In mission control the panic was increasing at the same rate as the lunar module was descending to the Moon’s surface. ‘Goddammit! Neil abort that sucker’, Deke Slayton was saying while standing over capsule communicator Duke and firmly gripping his shoulder. It was a statement for his own sake and not something that needed to be relayed onto the crew. They could all hear Armstrong and Aldrin working the problem. An abort seemed the only option right now and it was only a matter of time before one of two things happened: a safe abort or a crash – a landing didn’t seem possible anymore to the mission control team.
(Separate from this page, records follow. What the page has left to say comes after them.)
//! Admin portal state and reducers.
//!
//! # Design
//! - Seeded from fixtures; new customers get random UUIDs.
//! - Presence is the only validation: blank name or email is rejected.
//! - Edits treat an empty replacement as "keep the current value".

use mandli_models::{Customer, FixtureSet, LoanApplication, LoanStatus};
use thiserror::Error;

/// Validation failures for admin edits.
#[derive(Debug, Clone, Copy, Error, PartialEq, Eq)]
pub enum AdminError {
    /// A required field was blank.
    #[error("{0} is required")]
    MissingField(&'static str),
}

/// Access level of a staff account.
#[derive(Clone, Copy, Debug, PartialEq, Eq)]
pub enum StaffRole {
    /// Full administrative access.
    Admin,
    /// Day-to-day operations.
    Staff,
}

impl StaffRole {
    /// The other role.
    #[must_use]
    pub const fn toggled(self) -> Self {
        match self {
            Self::Admin => Self::Staff,
            Self::Staff => Self::Admin,
        }
    }

    /// Translation key of the role badge.
    #[must_use]
    pub const fn label_key(self) -> &'static str {
        match self {
            Self::Admin => "roleAdmin",
            Self::Staff => "roleStaff",
        }
    }
}

/// Staff account listed under user management.
#[derive(Clone, Debug, PartialEq, Eq)]
pub struct StaffMember {
    /// Display name, also the row key.
    pub name: String,
    /// Current role.
    pub role: StaffRole,
}

/// Default staff roster: the first account is an admin.
#[must_use]
pub fn default_staff() -> Vec<StaffMember> {
    ["Alice", "Bob", "Carol"]
        .into_iter()
        .enumerate()
        .map(|(index, name)| StaffMember {
            name: name.to_string(),
            role: if index == 0 {
                StaffRole::Admin
            } else {
                StaffRole::Staff
            },
        })
        .collect()
}

/// In-memory admin data.
#[derive(Clone, Debug, PartialEq)]
pub struct AdminState {
    /// Managed customers.
    pub customers: Vec<Customer>,
    /// Loan applications under review.
    pub loans: Vec<LoanApplication>,
    /// Staff roster.
    pub staff: Vec<StaffMember>,
}

impl AdminState {
    /// Seed state from fixtures.
    #[must_use]
    pub fn from_fixtures(fixtures: &FixtureSet) -> Self {
        Self {
            customers: fixtures.customers.clone(),
            loans: fixtures.loan_applications.clone(),
            staff: default_staff(),
        }
    }
}

impl Default for AdminState {
    fn default() -> Self {
        Self::from_fixtures(crate::core::data::fixtures())
    }
}

/// Append a customer after trimming both fields.
///
/// # Errors
///
/// Returns [`AdminError::MissingField`] when either field is blank.
pub fn add_customer<'a>(
    state: &'a mut AdminState,
    name: &str,
    email: &str,
) -> Result<&'a Customer, AdminError> {
    let name = name.trim();
    let email = email.trim();
    if name.is_empty() {
        return Err(AdminError::MissingField("name"));
    }
    if email.is_empty() {
        return Err(AdminError::MissingField("email"));
    }
    state.customers.push(Customer::new(name, email));
    state
        .customers
        .last()
        .ok_or(AdminError::MissingField("name"))
}

/// Replace a customer's name and email. `None` or blank input keeps the old value.
pub fn edit_customer(
    state: &mut AdminState,
    id: &str,
    name: Option<&str>,
    email: Option<&str>,
) -> bool {
    let Some(customer) = state.customers.iter_mut().find(|c| c.id == id) else {
        return false;
    };
    if let Some(name) = non_blank(name) {
        customer.name = name.to_string();
    }
    if let Some(email) = non_blank(email) {
        customer.email = email.to_string();
    }
    true
}

/// Remove a customer by id.
pub fn delete_customer(state: &mut AdminState, id: &str) -> bool {
    let before = state.customers.len();
    state.customers.retain(|c| c.id != id);
    state.customers.len() != before
}

/// Set the status of one loan application.
pub fn set_loan_status(state: &mut AdminState, id: &str, status: LoanStatus) -> bool {
    match state.loans.iter_mut().find(|loan| loan.id == id) {
        Some(loan) => {
            loan.status = status;
            true
        }
        None => false,
    }
}

/// Flip a staff member between admin and staff.
pub fn toggle_role(state: &mut AdminState, name: &str) -> Option<StaffRole> {
    let member = state.staff.iter_mut().find(|m| m.name == name)?;
    member.role = member.role.toggled();
    Some(member.role)
}

fn non_blank(value: Option<&str>) -> Option<&str> {
    value.map(str::trim).filter(|v| !v.is_empty())
}

#[cfg(test)]
mod tests {
    use super::*;

    fn seeded() -> AdminState {
        AdminState {
            customers: vec![
                Customer {
                    id: "c-1".into(),
                    name: "Asha".into(),
                    email: "asha@example.com".into(),
                },
                Customer {
                    id: "c-2".into(),
                    name: "Bhavin".into(),
                    email: "bhavin@example.com".into(),
                },
            ],
            loans: vec![
                LoanApplication {
                    id: "L-1".into(),
                    customer: "Asha".into(),
                    kind: "gold".into(),
                    amount: 1_000.0,
                    status: LoanStatus::Pending,
                },
                LoanApplication {
                    id: "L-2".into(),
                    customer: "Bhavin".into(),
                    kind: "personal".into(),
                    amount: 2_000.0,
                    status: LoanStatus::Pending,
                },
            ],
            staff: default_staff(),
        }
    }

    #[test]
    fn add_requires_both_fields() {
        let mut state = seeded();
        assert_eq!(
            add_customer(&mut state, "  ", "x@example.com").err(),
            Some(AdminError::MissingField("name"))
        );
        assert_eq!(
            add_customer(&mut state, "Jane", "").err(),
            Some(AdminError::MissingField("email"))
        );
        assert_eq!(state.customers.len(), 2);
    }

    #[test]
    fn add_appends_trimmed_customer() -> Result<(), AdminError> {
        let mut state = seeded();
        let added = add_customer(&mut state, " Jane Doe ", "jane@example.com")?.clone();
        assert_eq!(added.name, "Jane Doe");
        assert_eq!(state.customers.last(), Some(&added));
        assert_eq!(state.customers.len(), 3);
        Ok(())
    }

    #[test]
    fn edit_keeps_old_values_for_blank_input() {
        let mut state = seeded();
        assert!(edit_customer(&mut state, "c-1", Some(""), Some("new@example.com")));
        assert_eq!(state.customers[0].name, "Asha");
        assert_eq!(state.customers[0].email, "new@example.com");
        assert!(edit_customer(&mut state, "c-1", None, None));
        assert_eq!(state.customers[0].email, "new@example.com");
        assert!(!edit_customer(&mut state, "missing", Some("X"), None));
    }

    #[test]
    fn delete_removes_only_the_target() {
        let mut state = seeded();
        assert!(delete_customer(&mut state, "c-1"));
        assert!(!delete_customer(&mut state, "c-1"));
        assert_eq!(state.customers.len(), 1);
        assert_eq!(state.customers[0].id, "c-2");
    }

    #[test]
    fn loan_decisions_touch_one_application() {
        let mut state = seeded();
        assert!(set_loan_status(&mut state, "L-2", LoanStatus::Approved));
        assert_eq!(state.loans[0].status, LoanStatus::Pending);
        assert_eq!(state.loans[1].status, LoanStatus::Approved);
        assert!(set_loan_status(&mut state, "L-2", LoanStatus::Rejected));
        assert_eq!(state.loans[1].status, LoanStatus::Rejected);
        assert!(!set_loan_status(&mut state, "L-9", LoanStatus::Approved));
    }

    #[test]
    fn roles_toggle_per_member() {
        let mut state = seeded();
        assert_eq!(state.staff[0].role, StaffRole::Admin);
        assert_eq!(toggle_role(&mut state, "Bob"), Some(StaffRole::Admin));
        assert_eq!(toggle_role(&mut state, "Bob"), Some(StaffRole::Staff));
        assert_eq!(toggle_role(&mut state, "Alice"), Some(StaffRole::Staff));
        assert_eq!(toggle_role(&mut state, "Mallory"), None);
        assert_eq!(state.staff[2].role, StaffRole::Staff);
    }

    #[test]
    fn fixture_seed_includes_roster() {
        let state = AdminState::from_fixtures(crate::core::data::fixtures());
        assert_eq!(state.staff.len(), 3);
        assert!(!state.customers.is_empty());
    }
}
When activated by an astronaut or through certain parameters automatically, the abort sequence for the lunar module jettisoned the descent stage from the ascent stage, the latter which propelled the crew cabin with both astronauts back into a lunar orbit to rendezvous with the command and service module above. The process took mere seconds once started.
‘Houston this is Eagle we are aborting the landing’, Armstrong said as he immediately twisted the gray abort handle ninety degrees anti-clockwise. Aldrin was watching with bulging eyes and glad that now in the slipping grip of death Armstrong had made the abort decision as commander.
There was an audible bang through the spacecraft as the explosive bolts below initiated and the ascent stage separated cleanly from the spidery descent segment below them. The ascent stage should have accelerated straight up but instead started to roll violently forward as the abort guidance system entered a radar tracking program and searched in vain for the signal from Columbia. As the vehicle was traversing through full revolutions the firing engine couldn’t orient sufficiently to stop the downward trajectory towards the lunar surface and they remained in the same dangerous situation. Both astronauts knew the violent pitch forward rolling was wrong, but hoped in vain that the spacecraft would right itself and head towards lunar orbit. Aldrin was knocked out of his suit harness and collapsed into the right hand side of the crew compartment as Armstrong stayed standing and gripped the hand holds hard. The last communication from the crew came through from Armstrong: it was the first real panic that mission control could detect: ‘Houston!, we’re in a violent positive pitch roll!, the AGS… th- there’s an error. Standby...’. Flashes of black space and white lunar surface filled his vision as the astronaut closed his eyes for the imminent impact.
From the surface of the Moon it would have looked like a relatively survivable impact, but in fact the lunar module ascent stage bounced hard and burst as it depressurized in a shower of oxygen and propellant gas, gold foil and debris, reaching upwards of 50 g’s as it hit. The light 1/6th gravity of the Moon and forward velocity vector caused a significant rebound into the lunar sky, also picking up a high arc of talcum powder like lunar soil that lingered sparkling under the intense sunlight before settling uniformly and quickly in the airless atmosphere of the Moon. The pieces of the destroyed lunar module ascent stage finally came to rest in a debris field seven-hundred feet long fanning out into an arc from the point of impact.
‘Eagle this is Houston. Eagle, Houston, do you copy?...’, Capsule communicator Charlie Duke tried. Flight surgeon William Carpentier was staring at two screens that were both flat lining, but then all telemetry from Eagle had ceased on impact. After three minutes of unanswered calls Gene Kranz gave the order no flight director wanted to give: ‘Lock the doors’.